I’m wet tired and can’t even motivate myself to take a dip in the second biggest alpine lake in the world. I slip into my bed as another storm rolls in and sit inside my tent singing loudly to myself to try and drown at the pitter patter of rain on the canvas. At some point i wake up and walk outside; it seems it might well be morning again. Behind my tiny tent, the mighty Tian Shan range which runs all the way into China, is glistening with snow and the lake is blue and calm. Even Balychy’s concrete starts to look a little bit appealing as a flotilla of boats drift into view. I hop skip and jump into the lake for a dip and the world is a better place. The Pamirs will be a doddle after all.

Bishkek. Day 0 (0km)

Bishkek is a city with an identity crisis. Its wide Soviet boulevards are lined with the concrete of the USSR and its soldiers sport cold war wide brimmed caps as they indiscriminately stop Ladas in the street.

I decide to pay a visit to the museum in the suitably named ‘Freedom Square’ to find that nobody bothered to inform the curator about the end of the red revoloution, so as I move from room to room in complete silence and semi-darkness, I find myself admiring statues acting out the great proletariat revoloution. I wonder outside to find myself in the centre of a big sandstorm blowing in from the Kazakh steppe and so return inside to view a film on the peoples of the motherland and the happiness of all their lives.
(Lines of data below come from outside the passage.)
use std::collections::BTreeMap;

use serde::Serialize;

use crate::error::{RuleError, RulesResult};
use crate::value::Value;

/// The field values checked by a [`crate::prelude::Validator`], keyed by field name.
#[derive(Debug, Clone, Default, PartialEq, Eq)]
pub struct FieldValues(BTreeMap<String, Value>);

impl FieldValues {
    /// Creates an empty set of field values.
    pub fn new() -> Self {
        Self::default()
    }

    /// Builds field values out of any type serializing to a JSON object.
    ///
    /// ```rust
    /// use serde::Serialize;
    /// use validatable_rules::prelude::{FieldValues, Value};
    ///
    /// #[derive(Serialize)]
    /// struct Contact {
    ///     name: String,
    ///     age: u32,
    /// }
    ///
    /// let fields = FieldValues::from_serialize(&Contact { name: "Klaus".into(), age: 42 }).unwrap();
    /// assert_eq!(fields.get("name"), Some(&Value::from("Klaus")));
    /// assert_eq!(fields.get("age"), Some(&Value::Integer(42)));
    /// ```
    pub fn from_serialize<T>(value: &T) -> RulesResult<Self>
    where
        T: Serialize + ?Sized,
    {
        match serde_json::to_value(value)? {
            serde_json::Value::Object(map) => Ok(map
                .into_iter()
                .map(|(key, value)| (key, Value::from(value)))
                .collect()),
            other => Err(RuleError::NotAnObject(json_type_name(&other))),
        }
    }

    /// Sets the value of `field`, returning the previous one, if any.
    pub fn insert(&mut self, field: impl Into<String>, value: impl Into<Value>) -> Option<Value> {
        self.0.insert(field.into(), value.into())
    }

    /// Builder-style variant of [`FieldValues::insert`].
    pub fn with(mut self, field: impl Into<String>, value: impl Into<Value>) -> Self {
        self.insert(field, value);
        self
    }

    /// Returns the value of `field`, if present.
    pub fn get(&self, field: &str) -> Option<&Value> {
        self.0.get(field)
    }

    /// Returns whether `field` is present, even if null.
    pub fn contains(&self, field: &str) -> bool {
        self.0.contains_key(field)
    }

    /// Keeps only the given fields.
    pub fn only<'a>(mut self, fields: impl IntoIterator<Item = &'a str>) -> Self {
        let keep: Vec<&str> = fields.into_iter().collect();
        self.0.retain(|field, _| keep.contains(&field.as_str()));
        self
    }

    pub fn len(&self) -> usize {
        self.0.len()
    }

    pub fn is_empty(&self) -> bool {
        self.0.is_empty()
    }

    pub fn iter(&self) -> impl Iterator<Item = (&str, &Value)> {
        self.0.iter().map(|(field, value)| (field.as_str(), value))
    }
}

impl<K, V> FromIterator<(K, V)> for FieldValues
where
    K: Into<String>,
    V: Into<Value>,
{
    fn from_iter<I: IntoIterator<Item = (K, V)>>(iter: I) -> Self {
        Self(
            iter.into_iter()
                .map(|(field, value)| (field.into(), value.into()))
                .collect(),
        )
    }
}

impl IntoIterator for FieldValues {
    type Item = (String, Value);
    type IntoIter = std::collections::btree_map::IntoIter<String, Value>;

    fn into_iter(self) -> Self::IntoIter {
        self.0.into_iter()
    }
}

fn json_type_name(value: &serde_json::Value) -> &'static str {
    match value {
        serde_json::Value::Null => "null",
        serde_json::Value::Bool(_) => "a boolean",
        serde_json::Value::Number(_) => "a number",
        serde_json::Value::String(_) => "a string",
        serde_json::Value::Array(_) => "an array",
        serde_json::Value::Object(_) => "an object",
    }
}
use std::str::FromStr;

use rust_decimal::Decimal;

use super::Rule;
use crate::error::{RuleError, RulesResult};
use crate::validate::PatternValidator;

impl FromStr for Rule {
    type Err = RuleError;

    /// Parses a single rule descriptor, such as `required`, `max:75` or `in:a,b,c`.
    ///
    /// Everything after the first `:` is the parameter list; `regex` and `not_regex` take it
    /// verbatim as their pattern, the others split it on `,`.
    fn from_str(descriptor: &str) -> Result<Self, Self::Err> {
        let (name, parameters) = match descriptor.split_once(':') {
            Some((name, parameters)) => (name.trim(), Some(parameters)),
            None => (descriptor.trim(), None),
        };

        let rule = match name {
            "required" => Rule::Required,
            "nullable" => Rule::Nullable,
            "bail" => Rule::Bail,
            "string" => Rule::String,
            "integer" => Rule::Integer,
            "numeric" => Rule::Numeric,
            "boolean" => Rule::Boolean,
            "array" => Rule::Array,
            "email" => Rule::Email,
            "url" => Rule::Url,
            "uuid" => Rule::Uuid,
            "alpha" => Rule::Alpha,
            "alpha_num" => Rule::AlphaNum,
            "alpha_dash" => Rule::AlphaDash,
            "lowercase" => Rule::Lowercase,
            "uppercase" => Rule::Uppercase,
            "confirmed" => Rule::Confirmed,
            "min" => Rule::Min(number(name, &list(name, parameters, 1)?[0])?),
            "max" => Rule::Max(number(name, &list(name, parameters, 1)?[0])?),
            "size" => Rule::Size(number(name, &list(name, parameters, 1)?[0])?),
            "between" => {
                let bounds = list(name, parameters, 2)?;
                Rule::Between(number(name, &bounds[0])?, number(name, &bounds[1])?)
            }
            "in" => Rule::In(list(name, parameters, 1)?),
            "not_in" => Rule::NotIn(list(name, parameters, 1)?),
            "starts_with" => Rule::StartsWith(list(name, parameters, 1)?),
            "ends_with" => Rule::EndsWith(list(name, parameters, 1)?),
            "same" => Rule::Same(single(name, parameters)?),
            "different" => Rule::Different(single(name, parameters)?),
            "regex" => {
                Rule::Regex(PatternValidator::parse_as(name, pattern(name, parameters)?)?)
            }
            "not_regex" => {
                Rule::NotRegex(PatternValidator::parse_as(name, pattern(name, parameters)?)?)
            }
            unknown => return Err(RuleError::UnknownRule(unknown.to_string())),
        };

        Ok(rule)
    }
}

/// Parses a descriptor holding one or more `|`-separated rules.
///
/// `regex` and `not_regex` descriptors are never split, as their pattern may contain `|`.
pub(crate) fn parse_descriptor(descriptor: &str) -> RulesResult<Vec<Rule>> {
    let descriptor = descriptor.trim();
    if descriptor.starts_with("regex:") || descriptor.starts_with("not_regex:") {
        return Ok(vec![descriptor.parse()?]);
    }

    descriptor
        .split('|')
        .map(str::trim)
        .filter(|segment| !segment.is_empty())
        .map(str::parse)
        .collect()
}

/// Splits the parameters on `,`, requiring at least `expected` non-empty entries.
fn list(rule: &str, parameters: Option<&str>, expected: usize) -> RulesResult<Vec<String>> {
    let values: Vec<String> = parameters
        .map(|p| {
            p.split(',')
                .map(str::trim)
                .filter(|v| !v.is_empty())
                .map(str::to_string)
                .collect()
        })
        .unwrap_or_default();

    if values.len() < expected {
        return Err(RuleError::MissingParameter {
            rule: rule.to_string(),
            expected,
        });
    }

    Ok(values)
}

fn single(rule: &str, parameters: Option<&str>) -> RulesResult<String> {
    list(rule, parameters, 1).map(|mut values| values.swap_remove(0))
}

fn pattern<'a>(rule: &str, parameters: Option<&'a str>) -> RulesResult<&'a str> {
    match parameters.map(str::trim) {
        Some(pattern) if !pattern.is_empty() => Ok(pattern),
        _ => Err(RuleError::MissingParameter {
            rule: rule.to_string(),
            expected: 1,
        }),
    }
}

fn number(rule: &str, parameter: &str) -> RulesResult<Decimal> {
    Decimal::from_str(parameter).map_err(|_| RuleError::InvalidParameter {
        rule: rule.to_string(),
        parameter: parameter.to_string(),
    })
}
The final and perhaps clearest legacy of the Russians has to be the quality of the toilet paper. It’s apparently sent to all CIS members by the devil himself (perhaps Stalin) and sandpaper compares favourably. Samples are in the post to all of you who joined my fan club.

It’s only when the sandstorm clears that things start becoming a little clearer. Someone has scrawled across the forty food high statue of Lenin which stands proudly in the city ‘Michael Jackson not dead’, but its the mountains of the Tien Shen range which surround Bishkek which dwarf this monument and any legacy of the USSR which is impressive in this sea of grey blocks. The peaks stand glowing white to the south of the capital, running all the way into Western China, and it’s the sino influence which is most important here despite Stalin’s best efforts.

I’m waiting for a Tajik visa and hence am stuck in this Soviet nightmare, while the beaurocrats of Central Asia flex their muscles in a way which former soviet banana republics only can. I’ll get on my bike and head for the hills tomorrow.